Bloomberg put the potentially Earth-shaking development in context: “The Securities and Exchange Commission in its long history has never allowed companies to sell shares in initial public offerings while also letting them ban investors from seeking big financial damages through class-action lawsuits. That’s because the agency has considered the right to sue a crucial shareholder protection against fraud and other securities violations.”

Nonetheless, the idea is now in the public sphere, thanks to confidential sources – who may be floating a trial balloon. Regardless, while Bloomberg’s reporting that securities class actions have prevented fraud is accurate, the SEC could just as easily respond that allowing issuers to sidestep such lawsuits will be a net positive for “Mr. and Mrs. 401(k).” Chairman Clayton’s primary argument for reducing disincentives to IPOs – including regulation and, yes, exposure to securities class actions – is that they cut Main Street investors out of valuable economic opportunity.

This recent news is not the first signal that the SEC is serious about lowering barriers to IPOs. In June, it allowed companies to submit IPO registration statements on a confidential basis. And in July, SEC Commissioner Michael Piwowar may have tipped the agency’s hand. Before a Heritage Foundation crowd, he said: “For shareholder lawsuits, companies can come to us to ask for relief to put in mandatory arbitration into their charter.”

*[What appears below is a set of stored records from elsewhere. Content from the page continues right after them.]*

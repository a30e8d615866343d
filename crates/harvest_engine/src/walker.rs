use std::collections::HashSet;
use std::future::Future;

use engine_logging::{engine_debug, engine_info, engine_warn};
use harvest_core::{HarvestWindow, MessageSet, PageState};

use crate::retry::call_with_backoff;
use crate::source::HarvestContext;
use crate::{FailureKind, MessagePage, SourceError};

/// Upper bound on pages per walk. A day of one channel is far below this.
pub(crate) const MAX_PAGES: usize = 10_000;

#[derive(Debug, Clone, Copy, PartialEq, Eq, Default)]
pub struct PageStats {
    pub pages: usize,
    pub received: usize,
    pub inserted: usize,
}

/// Requests pages until the cursor runs out, merging each into `into`.
///
/// Spacing between pages comes from the listing gate; a page failure that
/// backoff cannot resolve ends the walk with that error. A cursor handed out
/// twice, or a walk longer than [`MAX_PAGES`], fails with a request error
/// instead of looping.
pub(crate) async fn drain_pages<F, Fut>(
    ctx: HarvestContext<'_>,
    operation: &str,
    mut fetch_page: F,
    into: &mut MessageSet,
) -> Result<PageStats, SourceError>
where
    F: FnMut(Option<String>) -> Fut,
    Fut: Future<Output = Result<MessagePage, SourceError>>,
{
    let mut stats = PageStats::default();
    let mut state = PageState::Start;
    let mut seen: HashSet<String> = HashSet::new();

    while let Some(cursor) = state.next_request() {
        if let Some(cursor) = &cursor {
            if !seen.insert(cursor.clone()) {
                return Err(SourceError::new(
                    FailureKind::Request("cursor_loop".into()),
                    format!("{operation}: cursor {cursor:?} was returned twice"),
                ));
            }
        }
        if stats.pages >= MAX_PAGES {
            return Err(SourceError::new(
                FailureKind::Request("too_many_pages".into()),
                format!("{operation}: still paging after {MAX_PAGES} pages"),
            ));
        }
        engine_debug!("{}: requesting page {} (cursor: {:?})", operation, stats.pages + 1, cursor);
        let page = call_with_backoff(&ctx.pacing.backoff, &ctx.pacing.listing, operation, || {
            fetch_page(cursor.clone())
        })
        .await?;

        if page.has_more && page.next_cursor.as_deref().map_or(true, str::is_empty) {
            engine_warn!("{}: source reported more pages without a cursor", operation);
        }

        stats.pages += 1;
        stats.received += page.messages.len();
        stats.inserted += into.merge(page.messages);
        state = PageState::after_page(page.has_more, page.next_cursor);
    }

    Ok(stats)
}

/// Every top-level message in `window`, deduplicated by identity.
///
/// All or nothing: if any page ultimately fails, the pages already fetched
/// are discarded and the error is returned.
pub async fn list_all(
    ctx: HarvestContext<'_>,
    window: &HarvestWindow,
) -> Result<MessageSet, SourceError> {
    let operation = format!("history[{}@{}]", window.channel_id, window.date);
    engine_info!("{}: fetching top-level messages", operation);

    let source = ctx.source;
    let mut messages = MessageSet::new();
    let stats = drain_pages(
        ctx,
        &operation,
        move |cursor: Option<String>| async move {
            let mut page = source.list_history(window, cursor.as_deref()).await?;
            page.messages.retain(|m| window.contains(&m.ts));
            Ok::<_, SourceError>(page)
        },
        &mut messages,
    )
    .await?;

    engine_info!(
        "{}: {} top-level messages from {} pages ({} duplicates dropped)",
        operation,
        messages.len(),
        stats.pages,
        stats.received - stats.inserted
    );
    Ok(messages)
}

Requiring investors to take their disputes to arbitration would indeed be a “sea change,” as Simpson Thacher partner Kevin Kennedy characterized it. At least one previous attempt proved highly controversial – and unsuccessful. In 2012, the Carlyle Group submitted an IPO plan that would have required shareholders to take their disputes to arbitration, but then bowed to opposition from investors, lawmakers and the SEC itself.

Six years and one presidential administration later, the SEC appears to be on board with the idea. Another trend could be at play too, as mandatory arbitration clauses are having something of a moment. In January, Republicans axed a regulation that would have prevented credit card companies from inserting mandatory arbitration clauses in contracts. Meanwhile, an appeal now pending before the Supreme Court is testing the ability of employers to require arbitration – and, by implication, avoid class actions – in employment disputes. Justice Breyer said a ruling for employers would cut out “the entire heart of the New Deal.”

If the SEC were to take this contemplated action, the implications for issuers and investors would, for better or worse, be equally significant.